* [Task directions]
Identify all lines in the listing that include the word "model", and copy them out.

[[ Data for this task open ]]

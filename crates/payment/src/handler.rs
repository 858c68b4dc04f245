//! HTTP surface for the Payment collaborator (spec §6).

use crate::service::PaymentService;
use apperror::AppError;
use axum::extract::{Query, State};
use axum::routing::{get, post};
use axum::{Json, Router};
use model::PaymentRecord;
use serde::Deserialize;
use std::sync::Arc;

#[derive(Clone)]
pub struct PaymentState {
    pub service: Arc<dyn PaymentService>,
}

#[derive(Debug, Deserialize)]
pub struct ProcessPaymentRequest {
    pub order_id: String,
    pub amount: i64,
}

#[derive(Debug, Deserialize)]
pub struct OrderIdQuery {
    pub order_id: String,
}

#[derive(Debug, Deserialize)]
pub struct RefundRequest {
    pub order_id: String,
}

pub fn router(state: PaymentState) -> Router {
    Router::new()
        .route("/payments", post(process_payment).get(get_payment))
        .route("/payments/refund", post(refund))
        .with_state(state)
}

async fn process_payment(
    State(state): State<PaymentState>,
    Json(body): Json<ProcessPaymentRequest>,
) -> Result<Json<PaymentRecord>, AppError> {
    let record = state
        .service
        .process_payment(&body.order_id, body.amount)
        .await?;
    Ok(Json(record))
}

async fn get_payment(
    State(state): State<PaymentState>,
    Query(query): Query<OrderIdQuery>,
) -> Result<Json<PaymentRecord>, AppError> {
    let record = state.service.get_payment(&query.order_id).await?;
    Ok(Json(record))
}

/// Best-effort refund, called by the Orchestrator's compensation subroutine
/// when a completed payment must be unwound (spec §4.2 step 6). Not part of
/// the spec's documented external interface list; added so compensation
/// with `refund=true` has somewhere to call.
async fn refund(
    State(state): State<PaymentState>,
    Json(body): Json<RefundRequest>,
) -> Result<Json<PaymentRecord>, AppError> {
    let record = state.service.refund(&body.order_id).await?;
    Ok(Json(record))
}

[[ Data for this task closed ]]
[[ Data for this task open ]]

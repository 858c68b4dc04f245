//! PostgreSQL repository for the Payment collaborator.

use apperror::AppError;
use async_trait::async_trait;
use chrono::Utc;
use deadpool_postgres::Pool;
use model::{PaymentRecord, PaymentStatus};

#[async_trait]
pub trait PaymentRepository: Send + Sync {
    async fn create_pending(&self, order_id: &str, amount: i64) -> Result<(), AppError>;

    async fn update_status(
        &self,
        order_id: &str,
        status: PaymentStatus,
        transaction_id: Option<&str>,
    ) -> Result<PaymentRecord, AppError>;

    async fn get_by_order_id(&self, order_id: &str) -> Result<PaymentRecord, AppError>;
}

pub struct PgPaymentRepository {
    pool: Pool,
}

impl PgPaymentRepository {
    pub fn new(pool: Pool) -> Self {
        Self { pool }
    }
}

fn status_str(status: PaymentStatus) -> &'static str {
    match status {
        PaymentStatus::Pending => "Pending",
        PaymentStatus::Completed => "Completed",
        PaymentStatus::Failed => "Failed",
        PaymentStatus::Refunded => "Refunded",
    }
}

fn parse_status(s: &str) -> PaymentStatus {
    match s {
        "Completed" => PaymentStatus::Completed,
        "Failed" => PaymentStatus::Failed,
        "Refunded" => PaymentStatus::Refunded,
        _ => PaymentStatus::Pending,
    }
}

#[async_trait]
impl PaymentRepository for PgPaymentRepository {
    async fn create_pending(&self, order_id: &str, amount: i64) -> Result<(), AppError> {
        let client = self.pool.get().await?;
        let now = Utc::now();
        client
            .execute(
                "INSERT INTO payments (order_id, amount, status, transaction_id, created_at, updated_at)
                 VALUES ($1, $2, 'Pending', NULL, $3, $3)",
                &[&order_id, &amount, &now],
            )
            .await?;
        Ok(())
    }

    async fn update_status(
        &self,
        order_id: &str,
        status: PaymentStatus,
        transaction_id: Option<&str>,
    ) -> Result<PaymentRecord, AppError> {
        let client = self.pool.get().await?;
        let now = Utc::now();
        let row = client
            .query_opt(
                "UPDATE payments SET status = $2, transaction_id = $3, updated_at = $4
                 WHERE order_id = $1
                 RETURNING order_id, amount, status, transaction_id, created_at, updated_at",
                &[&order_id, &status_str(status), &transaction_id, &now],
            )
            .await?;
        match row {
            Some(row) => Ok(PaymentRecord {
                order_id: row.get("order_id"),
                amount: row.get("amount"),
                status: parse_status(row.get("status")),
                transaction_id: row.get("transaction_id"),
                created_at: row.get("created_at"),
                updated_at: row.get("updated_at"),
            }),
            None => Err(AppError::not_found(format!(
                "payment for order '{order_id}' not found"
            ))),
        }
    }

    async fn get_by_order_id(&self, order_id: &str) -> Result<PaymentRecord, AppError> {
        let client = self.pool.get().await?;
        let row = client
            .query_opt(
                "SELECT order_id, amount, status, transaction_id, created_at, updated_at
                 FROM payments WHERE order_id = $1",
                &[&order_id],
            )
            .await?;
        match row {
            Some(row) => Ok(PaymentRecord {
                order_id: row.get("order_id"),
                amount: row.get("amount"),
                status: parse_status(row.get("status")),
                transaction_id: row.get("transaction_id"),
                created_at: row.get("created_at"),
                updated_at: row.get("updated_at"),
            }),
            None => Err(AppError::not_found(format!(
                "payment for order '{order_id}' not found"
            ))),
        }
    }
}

[[ Data for this task closed ]]
[[ Data for this task open ]]

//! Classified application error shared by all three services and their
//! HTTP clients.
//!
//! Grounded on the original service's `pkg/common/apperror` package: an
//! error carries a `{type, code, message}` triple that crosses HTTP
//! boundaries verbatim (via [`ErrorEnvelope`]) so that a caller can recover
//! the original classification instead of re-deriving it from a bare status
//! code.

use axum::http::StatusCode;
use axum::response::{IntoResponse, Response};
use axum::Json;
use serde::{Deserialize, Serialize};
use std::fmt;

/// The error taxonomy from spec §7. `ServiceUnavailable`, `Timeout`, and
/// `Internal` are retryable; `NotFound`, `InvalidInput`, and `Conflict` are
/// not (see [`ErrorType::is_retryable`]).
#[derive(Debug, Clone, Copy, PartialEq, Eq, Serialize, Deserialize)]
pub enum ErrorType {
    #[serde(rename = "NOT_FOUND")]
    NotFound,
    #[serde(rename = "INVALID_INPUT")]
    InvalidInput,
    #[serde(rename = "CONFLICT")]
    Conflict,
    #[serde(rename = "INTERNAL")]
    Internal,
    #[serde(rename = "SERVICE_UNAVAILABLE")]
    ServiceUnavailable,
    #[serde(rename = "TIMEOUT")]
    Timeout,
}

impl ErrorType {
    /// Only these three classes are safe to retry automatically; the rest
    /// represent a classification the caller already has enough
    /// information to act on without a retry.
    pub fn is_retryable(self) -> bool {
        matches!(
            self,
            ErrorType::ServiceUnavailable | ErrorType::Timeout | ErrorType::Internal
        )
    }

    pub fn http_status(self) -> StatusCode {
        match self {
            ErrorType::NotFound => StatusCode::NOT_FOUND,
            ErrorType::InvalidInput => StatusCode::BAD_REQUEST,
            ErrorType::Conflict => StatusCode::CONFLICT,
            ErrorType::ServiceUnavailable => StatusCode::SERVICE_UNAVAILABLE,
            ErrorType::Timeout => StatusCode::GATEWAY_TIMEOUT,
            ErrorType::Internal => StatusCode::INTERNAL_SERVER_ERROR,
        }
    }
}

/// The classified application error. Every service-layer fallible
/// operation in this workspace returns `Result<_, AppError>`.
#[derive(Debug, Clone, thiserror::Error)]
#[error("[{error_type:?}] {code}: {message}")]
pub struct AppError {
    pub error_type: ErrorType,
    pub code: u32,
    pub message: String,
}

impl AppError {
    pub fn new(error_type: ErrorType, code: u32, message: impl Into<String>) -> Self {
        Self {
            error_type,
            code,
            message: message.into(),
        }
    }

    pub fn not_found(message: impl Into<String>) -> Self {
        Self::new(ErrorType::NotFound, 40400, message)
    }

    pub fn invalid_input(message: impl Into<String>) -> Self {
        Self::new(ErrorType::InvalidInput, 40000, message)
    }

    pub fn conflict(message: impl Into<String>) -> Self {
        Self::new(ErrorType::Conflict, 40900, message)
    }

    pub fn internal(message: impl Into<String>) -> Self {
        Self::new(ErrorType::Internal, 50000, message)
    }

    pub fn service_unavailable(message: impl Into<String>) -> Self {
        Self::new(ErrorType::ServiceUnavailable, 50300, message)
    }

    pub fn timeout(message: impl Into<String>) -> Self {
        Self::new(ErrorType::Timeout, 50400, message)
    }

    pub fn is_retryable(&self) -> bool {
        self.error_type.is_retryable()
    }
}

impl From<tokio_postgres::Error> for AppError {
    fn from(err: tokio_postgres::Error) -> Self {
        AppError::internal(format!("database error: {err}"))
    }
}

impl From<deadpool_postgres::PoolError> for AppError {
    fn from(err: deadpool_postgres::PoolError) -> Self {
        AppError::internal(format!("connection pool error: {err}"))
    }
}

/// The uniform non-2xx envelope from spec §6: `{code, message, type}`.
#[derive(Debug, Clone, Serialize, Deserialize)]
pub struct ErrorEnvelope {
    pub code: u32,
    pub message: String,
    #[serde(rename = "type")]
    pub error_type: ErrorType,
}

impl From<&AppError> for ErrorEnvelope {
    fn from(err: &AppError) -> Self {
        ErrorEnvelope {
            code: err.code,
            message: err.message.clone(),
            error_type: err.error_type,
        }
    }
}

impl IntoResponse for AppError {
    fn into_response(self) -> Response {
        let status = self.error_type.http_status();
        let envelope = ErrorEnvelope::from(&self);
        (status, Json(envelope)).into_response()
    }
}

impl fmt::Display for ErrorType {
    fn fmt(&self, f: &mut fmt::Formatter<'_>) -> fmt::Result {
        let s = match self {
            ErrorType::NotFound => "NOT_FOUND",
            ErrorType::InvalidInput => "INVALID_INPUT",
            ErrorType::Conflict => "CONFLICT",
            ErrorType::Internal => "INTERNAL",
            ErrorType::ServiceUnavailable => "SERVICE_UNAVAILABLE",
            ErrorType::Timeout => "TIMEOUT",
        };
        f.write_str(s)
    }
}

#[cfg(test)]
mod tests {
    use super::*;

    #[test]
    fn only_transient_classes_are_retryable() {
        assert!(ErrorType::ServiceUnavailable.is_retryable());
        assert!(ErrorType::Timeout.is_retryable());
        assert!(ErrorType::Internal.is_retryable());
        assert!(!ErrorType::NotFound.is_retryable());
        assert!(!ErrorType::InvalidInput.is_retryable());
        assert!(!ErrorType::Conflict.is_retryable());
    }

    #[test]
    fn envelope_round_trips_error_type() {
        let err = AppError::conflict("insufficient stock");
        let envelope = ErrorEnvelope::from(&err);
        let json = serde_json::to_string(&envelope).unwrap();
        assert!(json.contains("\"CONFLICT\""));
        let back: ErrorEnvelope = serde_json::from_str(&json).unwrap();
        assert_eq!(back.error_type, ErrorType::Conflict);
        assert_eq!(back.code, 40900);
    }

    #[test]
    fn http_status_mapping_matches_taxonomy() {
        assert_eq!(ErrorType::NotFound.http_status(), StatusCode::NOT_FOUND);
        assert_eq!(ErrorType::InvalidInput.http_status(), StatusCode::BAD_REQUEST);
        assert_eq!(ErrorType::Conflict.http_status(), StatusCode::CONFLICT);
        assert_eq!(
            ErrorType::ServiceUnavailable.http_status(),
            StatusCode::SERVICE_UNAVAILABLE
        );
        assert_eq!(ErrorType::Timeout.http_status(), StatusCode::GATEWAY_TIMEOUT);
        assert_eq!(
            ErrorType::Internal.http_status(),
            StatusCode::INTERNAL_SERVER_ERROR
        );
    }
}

[[ Data for this task closed ]]

* [Task answer]
use model::PaymentRecord;
use model::{PaymentRecord, PaymentStatus};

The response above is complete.